Enlistment was a free choice until Jan 1916 when conscription was introduced to sustain troop numbers.
Although a staggering total of 2,466,719 men had volunteered to date, conscription had become inevitable. A register taken in Aug 1915 revealed that there were over two million single men of military age still not in the army.
Poster campaigns were crucial and worked alongside film and press advertising, pamphlets, house-to-house canvassing and promotions, and meetings held by MPs and celebrities. Even songs encouraged recruitment.
A positive representation of what the ‘new armies’ were fighting for was a priority for the British Government. Poster illustrators needed to emphasise British values of family and country. Positive depictions, so different to the realities of warfare, were essential to show that recruits were engaging in military life and enjoying the experience.

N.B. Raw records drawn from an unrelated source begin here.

//! The capability the stream pipeline requires of a data source: produce
//! items with offset/limit pushed down to the source, without runtime type
//! inspection of who is implementing it.

use std::sync::Arc;

use crate::ttl::TtlSeq;

/// A source the [`super::Pipeline`] can draw items from. `range` must honor
/// `offset`/`limit` at the source -- this is what lets `Limit`/`Offset` avoid
/// materializing more than necessary.
pub trait Provider<T>: Send + Sync {
    fn range(&self, consumer: &mut dyn FnMut(T) -> bool, offset: usize, limit: Option<usize>);
}

/// A trivial array-backed provider, used to wrap the deduplicated candidate
/// set the table engine's query path produces before handing it to the
/// pipeline.
pub struct SliceProvider<T> {
    data: Vec<T>,
}

impl<T> SliceProvider<T> {
    #[must_use]
    pub fn new(data: Vec<T>) -> Self {
        Self { data }
    }
}

impl<T> Provider<T> for SliceProvider<T>
where
    T: Clone + Send + Sync,
{
    fn range(&self, consumer: &mut dyn FnMut(T) -> bool, offset: usize, limit: Option<usize>) {
        let mut yielded = 0usize;
        for item in self.data.iter().skip(offset) {
            if let Some(limit) = limit {
                if yielded >= limit {
                    break;
                }
            }
            yielded += 1;
            if !consumer(item.clone()) {
                break;
            }
        }
    }
}

impl<T> Provider<T> for TtlSeq<T>
where
    T: Clone + Send + Sync + 'static,
{
    fn range(&self, consumer: &mut dyn FnMut(T) -> bool, offset: usize, limit: Option<usize>) {
        TtlSeq::range(self, |v| consumer(v.clone()), offset, limit);
    }
}

impl<T> Provider<T> for Arc<TtlSeq<T>>
where
    T: Clone + Send + Sync + 'static,
{
    fn range(&self, consumer: &mut dyn FnMut(T) -> bool, offset: usize, limit: Option<usize>) {
        TtlSeq::range(self, |v| consumer(v.clone()), offset, limit);
    }
}

#[cfg(test)]
mod tests {
    use super::*;

    #[test]
    fn slice_provider_pushes_down_offset_and_limit() {
        let provider = SliceProvider::new((0..10).collect::<Vec<i32>>());
        let mut seen = Vec::new();
        provider.range(
            &mut |v| {
                seen.push(v);
                true
            },
            3,
            Some(4),
        );
        assert_eq!(seen, vec![3, 4, 5, 6]);
    }

    #[test]
    fn slice_provider_consumer_can_stop_early() {
        let provider = SliceProvider::new((0..10).collect::<Vec<i32>>());
        let mut seen = 0;
        provider.range(
            &mut |_| {
                seen += 1;
                seen < 2
            },
            0,
            None,
        );
        assert_eq!(seen, 2);
    }
}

By the spring of 1915 men were enlisting at an average of 100,000 per month. To maintain numbers the upper age limit had been raised to 40 years. In spite of heavy recruitment, the numbers were lessening and enthusiasm was drying up.
Posters urged men to cultivate a sense of duty owed to their country; every man was equal in this plight to defend their home.
This poster evoked the golden medieval age, with St George spearing the defeated dragon with his lance.
It suggested that military service was heroic.
Emotional blackmail was used.
The bombardment of Scarborough by the guns of German Naval Cruisers in December left devastation in the small north-east seaside town. It woke local people up to the harsh reality of war and possible invasion.
The Scarborough attack was exploited to evoke anger.
Naming and shaming
Families would boast of fathers, husbands and sons enlisting, it was a “feather in the cap”. Some men needed a push. To persuade them the government sanctioned local authorities to withhold benefit relief payments until they did join up.
The alternative “feather” was white in colour. To be given a white feather marked a man out as a shirker and a coward. Recollections from recruited men tell of the fear of being handed a white feather in the street.
Images of children were key in shaming non-enlisted fathers.